Records supplied START

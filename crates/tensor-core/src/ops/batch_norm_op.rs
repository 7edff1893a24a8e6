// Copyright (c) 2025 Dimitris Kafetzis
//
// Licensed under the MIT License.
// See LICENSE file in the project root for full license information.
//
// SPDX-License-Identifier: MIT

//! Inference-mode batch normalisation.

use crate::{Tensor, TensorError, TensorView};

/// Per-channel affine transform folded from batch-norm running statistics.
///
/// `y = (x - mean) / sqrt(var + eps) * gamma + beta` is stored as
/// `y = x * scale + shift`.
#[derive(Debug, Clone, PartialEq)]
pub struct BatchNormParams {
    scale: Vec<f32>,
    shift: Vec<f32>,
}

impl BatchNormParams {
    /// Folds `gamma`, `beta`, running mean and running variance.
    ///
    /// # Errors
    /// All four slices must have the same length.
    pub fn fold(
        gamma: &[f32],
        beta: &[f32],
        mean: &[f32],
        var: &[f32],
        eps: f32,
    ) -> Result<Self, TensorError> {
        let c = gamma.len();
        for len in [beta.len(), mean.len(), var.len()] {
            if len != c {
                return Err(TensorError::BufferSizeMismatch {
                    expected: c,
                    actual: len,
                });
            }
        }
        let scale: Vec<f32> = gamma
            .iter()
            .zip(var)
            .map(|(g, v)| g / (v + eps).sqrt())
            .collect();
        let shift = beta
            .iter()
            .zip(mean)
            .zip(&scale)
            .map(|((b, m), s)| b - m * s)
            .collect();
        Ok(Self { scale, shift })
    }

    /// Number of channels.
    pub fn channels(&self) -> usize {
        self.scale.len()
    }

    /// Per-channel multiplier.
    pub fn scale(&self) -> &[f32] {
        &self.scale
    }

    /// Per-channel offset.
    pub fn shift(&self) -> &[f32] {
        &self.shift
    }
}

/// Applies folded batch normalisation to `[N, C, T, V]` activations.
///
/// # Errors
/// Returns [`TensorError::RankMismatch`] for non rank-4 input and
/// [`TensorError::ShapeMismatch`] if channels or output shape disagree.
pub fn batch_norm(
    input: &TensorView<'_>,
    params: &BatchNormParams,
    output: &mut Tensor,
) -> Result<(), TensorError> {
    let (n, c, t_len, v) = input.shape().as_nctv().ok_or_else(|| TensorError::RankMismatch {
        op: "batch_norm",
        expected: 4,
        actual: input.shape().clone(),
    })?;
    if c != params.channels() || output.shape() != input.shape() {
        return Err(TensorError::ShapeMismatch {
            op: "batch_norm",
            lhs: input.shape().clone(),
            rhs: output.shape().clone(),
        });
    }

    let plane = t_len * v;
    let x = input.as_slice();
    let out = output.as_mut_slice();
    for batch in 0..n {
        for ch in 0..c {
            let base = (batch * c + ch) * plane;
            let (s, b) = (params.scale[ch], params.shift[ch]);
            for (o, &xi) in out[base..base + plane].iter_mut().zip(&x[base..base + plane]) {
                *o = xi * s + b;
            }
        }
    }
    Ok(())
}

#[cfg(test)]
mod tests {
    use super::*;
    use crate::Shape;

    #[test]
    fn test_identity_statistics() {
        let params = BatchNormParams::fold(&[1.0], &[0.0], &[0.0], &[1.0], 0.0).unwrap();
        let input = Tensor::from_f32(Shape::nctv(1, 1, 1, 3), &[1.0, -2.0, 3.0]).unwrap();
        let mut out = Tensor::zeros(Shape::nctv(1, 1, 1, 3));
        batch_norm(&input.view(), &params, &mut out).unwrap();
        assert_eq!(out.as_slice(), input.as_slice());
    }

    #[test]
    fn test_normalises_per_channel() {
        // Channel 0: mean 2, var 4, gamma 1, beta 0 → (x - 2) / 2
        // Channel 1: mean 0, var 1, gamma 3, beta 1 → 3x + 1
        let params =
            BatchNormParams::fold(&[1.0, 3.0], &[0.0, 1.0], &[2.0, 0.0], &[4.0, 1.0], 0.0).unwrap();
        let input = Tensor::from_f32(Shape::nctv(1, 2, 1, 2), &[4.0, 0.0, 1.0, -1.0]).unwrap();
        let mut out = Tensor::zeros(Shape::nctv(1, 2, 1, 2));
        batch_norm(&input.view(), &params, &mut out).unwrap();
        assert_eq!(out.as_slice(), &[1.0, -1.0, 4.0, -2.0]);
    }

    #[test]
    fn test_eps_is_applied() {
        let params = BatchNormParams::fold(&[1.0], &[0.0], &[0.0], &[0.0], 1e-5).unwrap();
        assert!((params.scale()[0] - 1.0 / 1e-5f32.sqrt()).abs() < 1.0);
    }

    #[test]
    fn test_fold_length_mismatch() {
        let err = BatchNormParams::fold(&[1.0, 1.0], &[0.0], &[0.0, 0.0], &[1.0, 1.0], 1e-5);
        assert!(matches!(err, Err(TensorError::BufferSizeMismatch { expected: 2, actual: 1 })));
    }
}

Records supplied END
Records supplied START

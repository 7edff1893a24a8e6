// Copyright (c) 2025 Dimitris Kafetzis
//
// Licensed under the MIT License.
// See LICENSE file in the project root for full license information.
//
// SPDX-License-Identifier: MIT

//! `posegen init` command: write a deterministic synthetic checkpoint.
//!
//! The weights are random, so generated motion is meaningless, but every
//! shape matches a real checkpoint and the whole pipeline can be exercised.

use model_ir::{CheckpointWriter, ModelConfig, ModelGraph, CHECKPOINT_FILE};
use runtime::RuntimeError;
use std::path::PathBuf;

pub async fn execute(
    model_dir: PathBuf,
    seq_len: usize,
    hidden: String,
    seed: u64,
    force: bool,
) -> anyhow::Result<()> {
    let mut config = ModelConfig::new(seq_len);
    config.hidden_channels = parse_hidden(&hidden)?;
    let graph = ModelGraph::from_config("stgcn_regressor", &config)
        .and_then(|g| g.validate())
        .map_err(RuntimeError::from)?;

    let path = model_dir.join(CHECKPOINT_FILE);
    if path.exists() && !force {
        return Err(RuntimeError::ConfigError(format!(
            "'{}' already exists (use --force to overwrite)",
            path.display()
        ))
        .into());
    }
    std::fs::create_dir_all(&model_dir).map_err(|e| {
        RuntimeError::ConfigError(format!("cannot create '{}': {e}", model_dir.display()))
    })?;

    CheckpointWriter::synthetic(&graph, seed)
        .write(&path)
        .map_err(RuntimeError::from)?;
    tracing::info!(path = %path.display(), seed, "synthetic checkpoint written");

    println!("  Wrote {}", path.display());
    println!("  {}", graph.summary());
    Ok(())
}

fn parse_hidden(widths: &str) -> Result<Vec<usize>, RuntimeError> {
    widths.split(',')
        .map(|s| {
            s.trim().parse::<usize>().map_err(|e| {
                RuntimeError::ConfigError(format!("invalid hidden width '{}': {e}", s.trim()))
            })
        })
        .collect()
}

Records supplied END

> Aim of the exercise
One stretch of the lines above is wanted, from the line that contains "let x = input.as_slice();" through the line that contains "0.0, 1.0, -1.0]).unwrap();". Output it exactly.

> Finished task
    let x = input.as_slice();
    let out = output.as_mut_slice();
    for batch in 0..n {
        for ch in 0..c {
            let base = (batch * c + ch) * plane;
            let (s, b) = (params.scale[ch], params.shift[ch]);
            for (o, &xi) in out[base..base + plane].iter_mut().zip(&x[base..base + plane]) {
                *o = xi * s + b;
            }
        }
    }
    Ok(())
}

#[cfg(test)]
mod tests {
    use super::*;
    use crate::Shape;

    #[test]
    fn test_identity_statistics() {
        let params = BatchNormParams::fold(&[1.0], &[0.0], &[0.0], &[1.0], 0.0).unwrap();
        let input = Tensor::from_f32(Shape::nctv(1, 1, 1, 3), &[1.0, -2.0, 3.0]).unwrap();
        let mut out = Tensor::zeros(Shape::nctv(1, 1, 1, 3));
        batch_norm(&input.view(), &params, &mut out).unwrap();
        assert_eq!(out.as_slice(), input.as_slice());
    }

    #[test]
    fn test_normalises_per_channel() {
        // Channel 0: mean 2, var 4, gamma 1, beta 0 → (x - 2) / 2
        // Channel 1: mean 0, var 1, gamma 3, beta 1 → 3x + 1
        let params =
            BatchNormParams::fold(&[1.0, 3.0], &[0.0, 1.0], &[2.0, 0.0], &[4.0, 1.0], 0.0).unwrap();
        let input = Tensor::from_f32(Shape::nctv(1, 2, 1, 2), &[4.0, 0.0, 1.0, -1.0]).unwrap();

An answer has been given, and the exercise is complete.